» Work order:
Repeat the records below verbatim.

» Collected data entries:
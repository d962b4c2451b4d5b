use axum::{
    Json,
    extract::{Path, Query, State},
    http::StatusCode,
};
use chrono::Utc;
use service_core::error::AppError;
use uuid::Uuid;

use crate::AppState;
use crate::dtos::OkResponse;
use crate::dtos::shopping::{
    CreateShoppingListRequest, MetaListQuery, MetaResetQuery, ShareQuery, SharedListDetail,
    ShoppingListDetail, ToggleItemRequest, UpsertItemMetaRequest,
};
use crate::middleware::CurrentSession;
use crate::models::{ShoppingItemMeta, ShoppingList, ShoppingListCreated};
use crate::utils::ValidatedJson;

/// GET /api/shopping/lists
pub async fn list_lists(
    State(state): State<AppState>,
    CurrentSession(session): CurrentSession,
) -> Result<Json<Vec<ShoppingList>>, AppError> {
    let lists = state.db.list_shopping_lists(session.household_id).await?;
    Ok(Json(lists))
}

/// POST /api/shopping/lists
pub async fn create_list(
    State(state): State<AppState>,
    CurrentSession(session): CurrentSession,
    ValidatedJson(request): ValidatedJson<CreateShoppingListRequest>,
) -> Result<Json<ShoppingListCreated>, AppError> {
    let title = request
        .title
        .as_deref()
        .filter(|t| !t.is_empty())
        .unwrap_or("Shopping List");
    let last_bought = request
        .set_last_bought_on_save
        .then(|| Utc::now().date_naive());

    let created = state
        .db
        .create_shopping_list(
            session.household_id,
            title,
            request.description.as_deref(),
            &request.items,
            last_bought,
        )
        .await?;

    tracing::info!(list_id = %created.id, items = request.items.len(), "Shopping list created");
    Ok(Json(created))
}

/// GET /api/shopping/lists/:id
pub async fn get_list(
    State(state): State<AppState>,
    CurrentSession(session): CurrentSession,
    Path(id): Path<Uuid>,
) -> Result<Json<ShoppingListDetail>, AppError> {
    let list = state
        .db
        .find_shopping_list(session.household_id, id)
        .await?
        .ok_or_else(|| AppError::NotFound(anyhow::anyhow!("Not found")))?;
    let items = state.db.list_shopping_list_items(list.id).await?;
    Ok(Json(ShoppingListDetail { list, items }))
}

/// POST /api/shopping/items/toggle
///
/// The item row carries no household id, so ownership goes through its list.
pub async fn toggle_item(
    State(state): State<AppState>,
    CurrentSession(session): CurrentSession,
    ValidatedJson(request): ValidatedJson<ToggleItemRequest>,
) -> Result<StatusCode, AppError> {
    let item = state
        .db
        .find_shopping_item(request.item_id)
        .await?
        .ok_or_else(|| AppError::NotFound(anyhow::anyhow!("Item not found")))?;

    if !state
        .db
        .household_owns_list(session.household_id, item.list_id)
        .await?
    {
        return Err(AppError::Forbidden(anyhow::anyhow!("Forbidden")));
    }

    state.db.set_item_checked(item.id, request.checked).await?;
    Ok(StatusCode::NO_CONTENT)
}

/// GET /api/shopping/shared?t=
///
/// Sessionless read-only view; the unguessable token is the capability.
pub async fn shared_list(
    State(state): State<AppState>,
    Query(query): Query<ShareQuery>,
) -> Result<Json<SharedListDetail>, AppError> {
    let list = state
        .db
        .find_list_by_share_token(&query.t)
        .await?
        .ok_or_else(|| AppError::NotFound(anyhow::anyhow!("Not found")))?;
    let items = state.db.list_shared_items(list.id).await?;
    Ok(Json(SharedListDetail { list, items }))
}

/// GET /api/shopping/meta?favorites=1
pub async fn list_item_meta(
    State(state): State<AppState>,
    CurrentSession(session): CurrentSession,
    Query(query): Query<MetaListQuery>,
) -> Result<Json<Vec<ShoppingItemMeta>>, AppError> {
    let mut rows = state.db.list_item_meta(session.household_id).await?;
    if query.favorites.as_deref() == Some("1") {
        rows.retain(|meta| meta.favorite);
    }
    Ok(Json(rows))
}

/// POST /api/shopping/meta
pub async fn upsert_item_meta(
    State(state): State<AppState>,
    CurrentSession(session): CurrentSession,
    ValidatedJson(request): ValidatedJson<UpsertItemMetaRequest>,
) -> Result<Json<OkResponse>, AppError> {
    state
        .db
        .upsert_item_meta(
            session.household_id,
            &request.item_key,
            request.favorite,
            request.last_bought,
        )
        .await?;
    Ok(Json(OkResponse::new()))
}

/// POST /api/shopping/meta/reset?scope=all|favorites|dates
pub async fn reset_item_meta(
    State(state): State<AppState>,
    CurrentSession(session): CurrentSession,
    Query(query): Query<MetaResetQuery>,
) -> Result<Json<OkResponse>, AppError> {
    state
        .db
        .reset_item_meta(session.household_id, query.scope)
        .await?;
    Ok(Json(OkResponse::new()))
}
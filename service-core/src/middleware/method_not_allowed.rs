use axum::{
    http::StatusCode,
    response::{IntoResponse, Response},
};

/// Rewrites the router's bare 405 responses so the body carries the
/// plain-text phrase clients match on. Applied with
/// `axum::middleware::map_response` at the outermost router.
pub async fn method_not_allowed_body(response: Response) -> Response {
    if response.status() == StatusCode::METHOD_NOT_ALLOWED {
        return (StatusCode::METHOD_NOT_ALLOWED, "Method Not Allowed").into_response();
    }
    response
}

» Solution to the problem:
repository d962b4c2451b4d5b
use axum::{
    Json,
    extract::{Path, Query, State},
    http::StatusCode,
};
use chrono::Utc;
use service_core::error::AppError;
use uuid::Uuid;

use crate::AppState;
use crate::dtos::OkResponse;
use crate::dtos::shopping::{
    CreateShoppingListRequest, MetaListQuery, MetaResetQuery, ShareQuery, SharedListDetail,
    ShoppingListDetail, ToggleItemRequest, UpsertItemMetaRequest,
};
use crate::middleware::CurrentSession;
use crate::models::{ShoppingItemMeta, ShoppingList, ShoppingListCreated};
use crate::utils::ValidatedJson;

/// GET /api/shopping/lists
pub async fn list_lists(
    State(state): State<AppState>,
    CurrentSession(session): CurrentSession,
) -> Result<Json<Vec<ShoppingList>>, AppError> {
    let lists = state.db.list_shopping_lists(session.household_id).await?;
    Ok(Json(lists))
}

/// POST /api/shopping/lists
pub async fn create_list(
    State(state): State<AppState>,
    CurrentSession(session): CurrentSession,
    ValidatedJson(request): ValidatedJson<CreateShoppingListRequest>,
) -> Result<Json<ShoppingListCreated>, AppError> {
    let title = request
        .title
        .as_deref()
        .filter(|t| !t.is_empty())
        .unwrap_or("Shopping List");
    let last_bought = request
        .set_last_bought_on_save
        .then(|| Utc::now().date_naive());

    let created = state
        .db
        .create_shopping_list(
            session.household_id,
            title,
            request.description.as_deref(),
            &request.items,
            last_bought,
        )
        .await?;

    tracing::info!(list_id = %created.id, items = request.items.len(), "Shopping list created");
    Ok(Json(created))
}

/// GET /api/shopping/lists/:id
pub async fn get_list(
    State(state): State<AppState>,
    CurrentSession(session): CurrentSession,
    Path(id): Path<Uuid>,
) -> Result<Json<ShoppingListDetail>, AppError> {
    let list = state
        .db
        .find_shopping_list(session.household_id, id)
        .await?
        .ok_or_else(|| AppError::NotFound(anyhow::anyhow!("Not found")))?;
    let items = state.db.list_shopping_list_items(list.id).await?;
    Ok(Json(ShoppingListDetail { list, items }))
}

/// POST /api/shopping/items/toggle
///
/// The item row carries no household id, so ownership goes through its list.
pub async fn toggle_item(
    State(state): State<AppState>,
    CurrentSession(session): CurrentSession,
    ValidatedJson(request): ValidatedJson<ToggleItemRequest>,
) -> Result<StatusCode, AppError> {
    let item = state
        .db
        .find_shopping_item(request.item_id)
        .await?
        .ok_or_else(|| AppError::NotFound(anyhow::anyhow!("Item not found")))?;

    if !state
        .db
        .household_owns_list(session.household_id, item.list_id)
        .await?
    {
        return Err(AppError::Forbidden(anyhow::anyhow!("Forbidden")));
    }

    state.db.set_item_checked(item.id, request.checked).await?;
    Ok(StatusCode::NO_CONTENT)
}

/// GET /api/shopping/shared?t=
///
/// Sessionless read-only view; the unguessable token is the capability.
pub async fn shared_list(
    State(state): State<AppState>,
    Query(query): Query<ShareQuery>,
) -> Result<Json<SharedListDetail>, AppError> {
    let list = state
        .db
        .find_list_by_share_token(&query.t)
        .await?
        .ok_or_else(|| AppError::NotFound(anyhow::anyhow!("Not found")))?;
    let items = state.db.list_shared_items(list.id).await?;
    Ok(Json(SharedListDetail { list, items }))
}

/// GET /api/shopping/meta?favorites=1
pub async fn list_item_meta(
    State(state): State<AppState>,
    CurrentSession(session): CurrentSession,
    Query(query): Query<MetaListQuery>,
) -> Result<Json<Vec<ShoppingItemMeta>>, AppError> {
    let mut rows = state.db.list_item_meta(session.household_id).await?;
    if query.favorites.as_deref() == Some("1") {
        rows.retain(|meta| meta.favorite);
    }
    Ok(Json(rows))
}

/// POST /api/shopping/meta
pub async fn upsert_item_meta(
    State(state): State<AppState>,
    CurrentSession(session): CurrentSession,
    ValidatedJson(request): ValidatedJson<UpsertItemMetaRequest>,
) -> Result<Json<OkResponse>, AppError> {
    state
        .db
        .upsert_item_meta(
            session.household_id,
            &request.item_key,
            request.favorite,
            request.last_bought,
        )
        .await?;
    Ok(Json(OkResponse::new()))
}

/// POST /api/shopping/meta/reset?scope=all|favorites|dates
pub async fn reset_item_meta(
    State(state): State<AppState>,
    CurrentSession(session): CurrentSession,
    Query(query): Query<MetaResetQuery>,
) -> Result<Json<OkResponse>, AppError> {
    state
        .db
        .reset_item_meta(session.household_id, query.scope)
        .await?;
    Ok(Json(OkResponse::new()))
}
filename service-core/src/middleware/method_not_allowed.rs
use axum::{
    http::StatusCode,
    response::{IntoResponse, Response},
};

/// Rewrites the router's bare 405 responses so the body carries the
/// plain-text phrase clients match on. Applied with
/// `axum::middleware::map_response` at the outermost router.
pub async fn method_not_allowed_body(response: Response) -> Response {
    if response.status() == StatusCode::METHOD_NOT_ALLOWED {
        return (StatusCode::METHOD_NOT_ALLOWED, "Method Not Allowed").into_response();
    }
    response
}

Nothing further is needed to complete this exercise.